As you are a relatively new member who is very active, thus you gained system ‘trust’ and access quickly, @Dirk you may not be aware of some of the workings of the forum, which is perfectly understandable.

One thing I think most of us have found/find helpful, is contacting a moderator via PM (or a PM to all moderators at @moderators) if there is an issue or question regarding moving a thread to Seeking Help. As moderators, we are trained to include a PM to members when we move posts to Seeking Help (as it is an opt in category). Additionally, we take into account the situation at hand, how long they have been on the forum, if they are English speaking or working thru translation and other factors. We also will often check in with the OP to see how they are doing.

Generally speaking, it can and is helpful for trusted regulars to have the ability to move an obviously intoxicated or belligerent using thread to Seeking Help
…in conjunction with sending a PM to moderators and/or a flag. Flags get quick attention.
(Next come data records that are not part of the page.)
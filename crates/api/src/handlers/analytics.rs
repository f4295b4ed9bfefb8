//! Handler for the admin analytics rollup.

use axum::extract::{Query, State};
use axum::response::IntoResponse;
use axum::Json;
use studyhub_core::achievements::default_catalog;
use studyhub_core::analytics::aggregate;
use studyhub_core::timeframe::Timeframe;

use crate::engine;
use crate::error::AppResult;
use crate::middleware::rbac::RequireAdmin;
use crate::query::TimeframeParams;
use crate::response::DataResponse;
use crate::state::AppState;

/// GET /api/v1/admin/analytics
///
/// Population-wide engagement, points, achievement and leaderboard stats for
/// `?timeframe=` (default `weekly`). Admin only.
pub async fn get_analytics(
    RequireAdmin(admin): RequireAdmin,
    State(state): State<AppState>,
    Query(params): Query<TimeframeParams>,
) -> AppResult<impl IntoResponse> {
    let timeframe = match params.timeframe.as_deref() {
        Some(raw) => raw.parse::<Timeframe>()?,
        None => Timeframe::Weekly,
    };

    let contributors = engine::load_contributors(&state).await?;
    let report = aggregate(&contributors, default_catalog(), timeframe, chrono::Utc::now());

    tracing::info!(
        admin_id = admin.user_id,
        %timeframe,
        users = report.engagement.total_users,
        "Analytics report generated",
    );

    Ok(Json(DataResponse { data: report }))
}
Navigating the forum, trust levels, etc is a continued learning experience for all of us and there are many gray areas and nuance.

Our goal is always support, safety, community and sobriety :people_hugging: for all. We learn by having these discussions when things arise as they have.

As always, please never hesitate to PM a moderator(s) if concerned, questioning, suggesting, etc. We are all here to help eachother and mods do not read every thread or post…it takes all of us. We appreciate those PMs!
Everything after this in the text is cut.